There are the servers winding through the room pushing wheeled carts and balancing trays loaded with surprises. A visit to the right place at the right time can create an intoxicating buzz that’s completely unique and unparalleled in the culinary world. 

Mandarin Kitchen delivers a proper dim sum experience. 

They open at 9:30 in the morning on Saturdays and Sundays for dim sum and you will want to get there early. By the time we arrived, around 9:45, there was a 30 minute wait and the crowd never stopped building. That said, if you do arrive late, there are bubbling industrial aquariums full of live seafood and a small koi pond in the waiting area to keep your restless family entertained. (Or they’ll text when your table is ready.)

To the uninitiated, dim sum may feel intimidating. But if you’re nervous about how it all works and/or you just don’t know what to take from those mysterious rolling carts, don’t be daunted. You could always go with someone that has done it before. Or better yet, treat it like a social experiment. Open yourself up. Talk to the servers and the excited patrons around you. Most people will be happy to share their knowledge. And sharing is a central tenet of the dim sum experience.

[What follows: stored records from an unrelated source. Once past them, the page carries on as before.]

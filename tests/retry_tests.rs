mod common;

use std::sync::Arc;
use std::time::{Duration, Instant};

use rand::Rng;

use isobench::{
    partition, RetryController, RetryPolicy, StoreError, TransactionExecutor,
    TransactionIsolation, TransactionOutcome,
};

use common::{conflict, universe, ScriptedStore};

fn controller_for(store: &Arc<ScriptedStore>) -> RetryController {
    RetryController::new(TransactionExecutor::new(store.clone()))
}

fn policy(max_attempts: u32) -> RetryPolicy {
    RetryPolicy::new(max_attempts, Duration::from_millis(1)).unwrap()
}

#[test]
fn test_commit_on_first_attempt() {
    let store = Arc::new(ScriptedStore::new(vec![]));
    let chunks = partition(&universe(10), 10).unwrap();
    let chunk = &chunks[0];

    let report = controller_for(&store).run(chunk, TransactionIsolation::Serializable, &policy(3));

    assert_eq!(report.outcome, TransactionOutcome::Committed);
    assert_eq!(report.attempts, 1);
    assert_eq!(report.accounts, universe(10));
    assert_eq!(store.executions(), 1);
}

#[test]
fn test_conflicts_are_retried_until_commit() {
    let store = Arc::new(ScriptedStore::new(vec![Err(conflict()), Err(conflict()), Ok(())]));
    let chunks = partition(&universe(4), 2).unwrap();
    let chunk = &chunks[1];

    let report = controller_for(&store).run(chunk, TransactionIsolation::Serializable, &policy(3));

    assert_eq!(report.outcome, TransactionOutcome::Committed);
    assert_eq!(report.attempts, 3);
    assert_eq!(report.chunk_index, 1);
    assert_eq!(store.executions(), 3);
}

#[test]
fn test_retry_bound_holds_under_endless_conflicts() {
    let store = Arc::new(ScriptedStore::always_conflicting());
    let chunks = partition(&universe(10), 5).unwrap();
    let chunk = &chunks[0];

    let report = controller_for(&store).run(chunk, TransactionIsolation::Serializable, &policy(3));

    assert_eq!(report.outcome, TransactionOutcome::RetriesExhausted(conflict()));
    assert_eq!(report.attempts, 3);
    assert_eq!(store.executions(), 3);
}

#[test]
fn test_retry_bound_for_random_policies() {
    let mut rng = rand::rng();
    let chunks = partition(&universe(3), 3).unwrap();
    let chunk = &chunks[0];

    for _ in 0..20 {
        let max_attempts = rng.random_range(1..=6);
        let conflicts_before_commit = rng.random_range(0..=8);
        let script = (0..conflicts_before_commit)
            .map(|_| Err(conflict()))
            .chain(std::iter::once(Ok(())))
            .collect();
        let store = Arc::new(ScriptedStore::new(script));

        let report = controller_for(&store).run(
            chunk,
            TransactionIsolation::Serializable,
            &RetryPolicy::new(max_attempts, Duration::ZERO).unwrap(),
        );

        assert!(store.executions() <= max_attempts as usize);
        assert_eq!(store.executions(), report.attempts as usize);
        if conflicts_before_commit < max_attempts as usize {
            assert_eq!(report.outcome, TransactionOutcome::Committed);
        } else {
            assert!(matches!(report.outcome, TransactionOutcome::RetriesExhausted(_)));
        }
    }
}

#[test]
fn test_disabled_retry_makes_exactly_one_attempt() {
    let store = Arc::new(ScriptedStore::always_conflicting());
    let chunks = partition(&universe(10), 10).unwrap();
    let chunk = &chunks[0];
    let policy = RetryPolicy {
        enabled: false,
        max_attempts: 5,
        backoff_base: Duration::from_millis(1),
    };

    let report = controller_for(&store).run(chunk, TransactionIsolation::Serializable, &policy);

    assert!(matches!(report.outcome, TransactionOutcome::RetriesExhausted(_)));
    assert_eq!(report.attempts, 1);
    assert_eq!(store.executions(), 1);
}

#[test]
fn test_non_retryable_error_is_returned_immediately() {
    let failure = StoreError::Other("relation \"accounts\" does not exist".to_string());
    let store = Arc::new(ScriptedStore::new(vec![Err(failure.clone()), Ok(())]));
    let chunks = partition(&universe(10), 10).unwrap();
    let chunk = &chunks[0];

    let report = controller_for(&store).run(chunk, TransactionIsolation::Serializable, &policy(5));

    assert_eq!(report.outcome, TransactionOutcome::FailedNonRetryable(failure));
    assert_eq!(report.attempts, 1);
    assert_eq!(store.executions(), 1);
}

#[test]
fn test_backoff_is_linear_in_attempt_number() {
    let store = Arc::new(ScriptedStore::always_conflicting());
    let chunks = partition(&universe(2), 2).unwrap();
    let chunk = &chunks[0];
    let policy = RetryPolicy::new(3, Duration::from_millis(20)).unwrap();

    let start = Instant::now();
    controller_for(&store).run(chunk, TransactionIsolation::Serializable, &policy);
    let elapsed = start.elapsed();

    // 20ms after attempt 1, 40ms after attempt 2, nothing after the last one.
    assert!(elapsed >= Duration::from_millis(60), "elapsed {:?}", elapsed);
}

We took our own advice and used our short wait as an opportunity to pry information from our host, who turned out to be the son of the owner. He is convinced that Mandarin Kitchen offers the best Cantonese in the state. With his infectious enthusiasm, and our own experience with the food, we’re inclined to believe him. – M.C.

Writing about the dim sum at Mandarin Kitchen is difficult because so many things hit our table at various points, and all of them were so uniformly good. How many ways are there to say that something’s texture was light and delicate, its flavor bold and pure, its overall balance nearly perfect? I guess you’re about to find out.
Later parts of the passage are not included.